(Stored items)
----

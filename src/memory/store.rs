// src/memory/store.rs
// Markdown-backed stores. Two layouts share one capability: append a bullet
// unless an equivalent one exists, read everything, replace atomically.

use anyhow::{Context, Result};
use std::collections::BTreeMap;
use std::path::{Path, PathBuf};
use tracing::debug;

use crate::utils::atomic_write;

use super::text::bullets_equivalent;

#[derive(Debug, Clone, Copy, PartialEq, Eq)]
pub enum AppendOutcome {
    Appended,
    Duplicate,
}

/// A markdown file with fixed level-2 sections, each a bullet list.
pub struct SectionedStore {
    path: PathBuf,
    title: String,
    sections: Vec<String>,
}

/// Parsed view of a sectioned file.
#[derive(Debug, Default, Clone)]
pub struct Document {
    /// section -> bullets, in file order
    pub sections: BTreeMap<String, Vec<String>>,
}

impl Document {
    pub fn all_bullets(&self) -> impl Iterator<Item = &String> {
        self.sections.values().flatten()
    }

    pub fn is_empty(&self) -> bool {
        self.sections.values().all(|b| b.is_empty())
    }
}

impl SectionedStore {
    pub fn new(path: PathBuf, title: &str, sections: &[&str]) -> Self {
        Self {
            path,
            title: title.to_string(),
            sections: sections.iter().map(|s| s.to_string()).collect(),
        }
    }

    pub fn path(&self) -> &Path {
        &self.path
    }

    pub fn has_section(&self, section: &str) -> bool {
        self.sections.iter().any(|s| s == section)
    }

    pub fn default_section(&self) -> &str {
        &self.sections[0]
    }

    /// Parse the file. A missing or unreadable file is an empty document.
    pub async fn load(&self) -> Document {
        let mut doc = Document::default();
        for section in &self.sections {
            doc.sections.insert(section.clone(), Vec::new());
        }

        let Ok(content) = tokio::fs::read_to_string(&self.path).await else {
            return doc;
        };

        let mut current: Option<String> = None;
        for line in content.lines() {
            if let Some(heading) = line.strip_prefix("## ") {
                let heading = heading.trim().to_string();
                doc.sections.entry(heading.clone()).or_default();
                current = Some(heading);
            } else if let Some(bullet) = line.trim().strip_prefix("- ") {
                if let Some(section) = &current {
                    doc.sections
                        .get_mut(section)
                        .expect("section registered above")
                        .push(bullet.trim().to_string());
                }
            }
        }

        doc
    }

    fn render(&self, doc: &Document) -> String {
        let mut out = format!("# {}\n", self.title);

        // Fixed sections first, in declared order; then any extra headings
        // found in the file.
        let mut ordered: Vec<&String> = self.sections.iter().collect();
        for heading in doc.sections.keys() {
            if !self.sections.contains(heading) {
                ordered.push(heading);
            }
        }

        for heading in ordered {
            out.push_str(&format!("\n## {}\n", heading));
            if let Some(bullets) = doc.sections.get(heading) {
                for bullet in bullets {
                    out.push_str(&format!("- {}\n", bullet));
                }
            }
        }
        out
    }

    /// Append `bullet` to `section` unless an equivalent bullet already
    /// exists in any section of this file.
    pub async fn append_unique(&self, section: &str, bullet: &str) -> Result<AppendOutcome> {
        let bullet = bullet.trim();
        if bullet.is_empty() {
            return Ok(AppendOutcome::Duplicate);
        }

        let mut doc = self.load().await;

        if doc.all_bullets().any(|b| bullets_equivalent(b, bullet)) {
            debug!("[MEM] duplicate bullet skipped in {}", self.path.display());
            return Ok(AppendOutcome::Duplicate);
        }

        doc.sections
            .entry(section.to_string())
            .or_default()
            .push(bullet.to_string());

        atomic_write(&self.path, &self.render(&doc))
            .await
            .with_context(|| format!("Failed to write {}", self.path.display()))?;

        Ok(AppendOutcome::Appended)
    }

    /// Raw file contents, empty when absent.
    pub async fn read_all(&self) -> String {
        tokio::fs::read_to_string(&self.path).await.unwrap_or_default()
    }
}

/// Append-only per-day episodic log.
pub struct EpisodicStore {
    dir: PathBuf,
}

impl EpisodicStore {
    pub fn new(dir: PathBuf) -> Self {
        Self { dir }
    }

    fn day_path(&self, date: chrono::NaiveDate) -> PathBuf {
        self.dir.join(format!("{}.md", date.format("%Y-%m-%d")))
    }

    /// Append a timestamped entry to today's file unless a normalized match
    /// already exists in it.
    pub async fn append_unique(&self, entry: &str) -> Result<AppendOutcome> {
        let now = chrono::Utc::now();
        let path = self.day_path(now.date_naive());

        let existing = tokio::fs::read_to_string(&path).await.unwrap_or_default();
        let already_there = existing
            .lines()
            .filter_map(|l| l.trim().strip_prefix("- "))
            .map(strip_timestamp)
            .any(|line| bullets_equivalent(line, entry));
        if already_there {
            return Ok(AppendOutcome::Duplicate);
        }

        let mut content = if existing.is_empty() {
            format!("# Episodes {}\n\n", now.format("%Y-%m-%d"))
        } else {
            existing
        };
        content.push_str(&format!("- [{}] {}\n", now.format("%H:%M:%S"), entry.trim()));

        atomic_write(&path, &content)
            .await
            .with_context(|| format!("Failed to write {}", path.display()))?;

        Ok(AppendOutcome::Appended)
    }

    /// Most-recent-first contents of up to `limit` episodic day files,
    /// as (date, contents) pairs.
    pub async fn recent(&self, limit: usize) -> Vec<(String, String)> {
        let Ok(mut entries) = tokio::fs::read_dir(&self.dir).await else {
            return Vec::new();
        };

        let mut days: Vec<String> = Vec::new();
        while let Ok(Some(entry)) = entries.next_entry().await {
            let name = entry.file_name().to_string_lossy().to_string();
            if let Some(stem) = name.strip_suffix(".md") {
                days.push(stem.to_string());
            }
        }
        // YYYY-MM-DD sorts chronologically as text
        days.sort();
        days.reverse();

        let mut out = Vec::new();
        for day in days.into_iter().take(limit) {
            let path = self.dir.join(format!("{}.md", day));
            if let Ok(content) = tokio::fs::read_to_string(&path).await {
                out.push((day, content));
            }
        }
        out
    }
}

fn strip_timestamp(line: &str) -> &str {
    let trimmed = line.trim();
    if trimmed.starts_with('[') {
        if let Some(end) = trimmed.find(']') {
            return trimmed[end + 1..].trim();
        }
    }
    trimmed
}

----

Print the data above exactly as it reads.

filename src/memory/store.rs
// src/memory/store.rs
// Markdown-backed stores. Two layouts share one capability: append a bullet
// unless an equivalent one exists, read everything, replace atomically.

use anyhow::{Context, Result};
use std::collections::BTreeMap;
use std::path::{Path, PathBuf};
use tracing::debug;

use crate::utils::atomic_write;

use super::text::bullets_equivalent;

#[derive(Debug, Clone, Copy, PartialEq, Eq)]
pub enum AppendOutcome {
    Appended,
    Duplicate,
}

/// A markdown file with fixed level-2 sections, each a bullet list.
pub struct SectionedStore {
    path: PathBuf,
    title: String,
    sections: Vec<String>,
}

/// Parsed view of a sectioned file.
#[derive(Debug, Default, Clone)]
pub struct Document {
    /// section -> bullets, in file order
    pub sections: BTreeMap<String, Vec<String>>,
}

impl Document {
    pub fn all_bullets(&self) -> impl Iterator<Item = &String> {
        self.sections.values().flatten()
    }

    pub fn is_empty(&self) -> bool {
        self.sections.values().all(|b| b.is_empty())
    }
}

impl SectionedStore {
    pub fn new(path: PathBuf, title: &str, sections: &[&str]) -> Self {
        Self {
            path,
            title: title.to_string(),
            sections: sections.iter().map(|s| s.to_string()).collect(),
        }
    }

    pub fn path(&self) -> &Path {
        &self.path
    }

    pub fn has_section(&self, section: &str) -> bool {
        self.sections.iter().any(|s| s == section)
    }

    pub fn default_section(&self) -> &str {
        &self.sections[0]
    }

    /// Parse the file. A missing or unreadable file is an empty document.
    pub async fn load(&self) -> Document {
        let mut doc = Document::default();
        for section in &self.sections {
            doc.sections.insert(section.clone(), Vec::new());
        }

        let Ok(content) = tokio::fs::read_to_string(&self.path).await else {
            return doc;
        };

        let mut current: Option<String> = None;
        for line in content.lines() {
            if let Some(heading) = line.strip_prefix("## ") {
                let heading = heading.trim().to_string();
                doc.sections.entry(heading.clone()).or_default();
                current = Some(heading);
            } else if let Some(bullet) = line.trim().strip_prefix("- ") {
                if let Some(section) = &current {
                    doc.sections
                        .get_mut(section)
                        .expect("section registered above")
                        .push(bullet.trim().to_string());
                }
            }
        }

        doc
    }

    fn render(&self, doc: &Document) -> String {
        let mut out = format!("# {}\n", self.title);

        // Fixed sections first, in declared order; then any extra headings
        // found in the file.
        let mut ordered: Vec<&String> = self.sections.iter().collect();
        for heading in doc.sections.keys() {
            if !self.sections.contains(heading) {
                ordered.push(heading);
            }
        }

        for heading in ordered {
            out.push_str(&format!("\n## {}\n", heading));
            if let Some(bullets) = doc.sections.get(heading) {
                for bullet in bullets {
                    out.push_str(&format!("- {}\n", bullet));
                }
            }
        }
        out
    }

    /// Append `bullet` to `section` unless an equivalent bullet already
    /// exists in any section of this file.
    pub async fn append_unique(&self, section: &str, bullet: &str) -> Result<AppendOutcome> {
        let bullet = bullet.trim();
        if bullet.is_empty() {
            return Ok(AppendOutcome::Duplicate);
        }

        let mut doc = self.load().await;

        if doc.all_bullets().any(|b| bullets_equivalent(b, bullet)) {
            debug!("[MEM] duplicate bullet skipped in {}", self.path.display());
            return Ok(AppendOutcome::Duplicate);
        }

        doc.sections
            .entry(section.to_string())
            .or_default()
            .push(bullet.to_string());

        atomic_write(&self.path, &self.render(&doc))
            .await
            .with_context(|| format!("Failed to write {}", self.path.display()))?;

        Ok(AppendOutcome::Appended)
    }

    /// Raw file contents, empty when absent.
    pub async fn read_all(&self) -> String {
        tokio::fs::read_to_string(&self.path).await.unwrap_or_default()
    }
}

/// Append-only per-day episodic log.
pub struct EpisodicStore {
    dir: PathBuf,
}

impl EpisodicStore {
    pub fn new(dir: PathBuf) -> Self {
        Self { dir }
    }

    fn day_path(&self, date: chrono::NaiveDate) -> PathBuf {
        self.dir.join(format!("{}.md", date.format("%Y-%m-%d")))
    }

    /// Append a timestamped entry to today's file unless a normalized match
    /// already exists in it.
    pub async fn append_unique(&self, entry: &str) -> Result<AppendOutcome> {
        let now = chrono::Utc::now();
        let path = self.day_path(now.date_naive());

        let existing = tokio::fs::read_to_string(&path).await.unwrap_or_default();
        let already_there = existing
            .lines()
            .filter_map(|l| l.trim().strip_prefix("- "))
            .map(strip_timestamp)
            .any(|line| bullets_equivalent(line, entry));
        if already_there {
            return Ok(AppendOutcome::Duplicate);
        }

        let mut content = if existing.is_empty() {
            format!("# Episodes {}\n\n", now.format("%Y-%m-%d"))
        } else {
            existing
        };
        content.push_str(&format!("- [{}] {}\n", now.format("%H:%M:%S"), entry.trim()));

        atomic_write(&path, &content)
            .await
            .with_context(|| format!("Failed to write {}", path.display()))?;

        Ok(AppendOutcome::Appended)
    }

    /// Most-recent-first contents of up to `limit` episodic day files,
    /// as (date, contents) pairs.
    pub async fn recent(&self, limit: usize) -> Vec<(String, String)> {
        let Ok(mut entries) = tokio::fs::read_dir(&self.dir).await else {
            return Vec::new();
        };

        let mut days: Vec<String> = Vec::new();
        while let Ok(Some(entry)) = entries.next_entry().await {
            let name = entry.file_name().to_string_lossy().to_string();
            if let Some(stem) = name.strip_suffix(".md") {
                days.push(stem.to_string());
            }
        }
        // YYYY-MM-DD sorts chronologically as text
        days.sort();
        days.reverse();

        let mut out = Vec::new();
        for day in days.into_iter().take(limit) {
            let path = self.dir.join(format!("{}.md", day));
            if let Ok(content) = tokio::fs::read_to_string(&path).await {
                out.push((day, content));
            }
        }
        out
    }
}

fn strip_timestamp(line: &str) -> &str {
    let trimmed = line.trim();
    if trimmed.starts_with('[') {
        if let Some(end) = trimmed.find(']') {
            return trimmed[end + 1..].trim();
        }
    }
    trimmed
}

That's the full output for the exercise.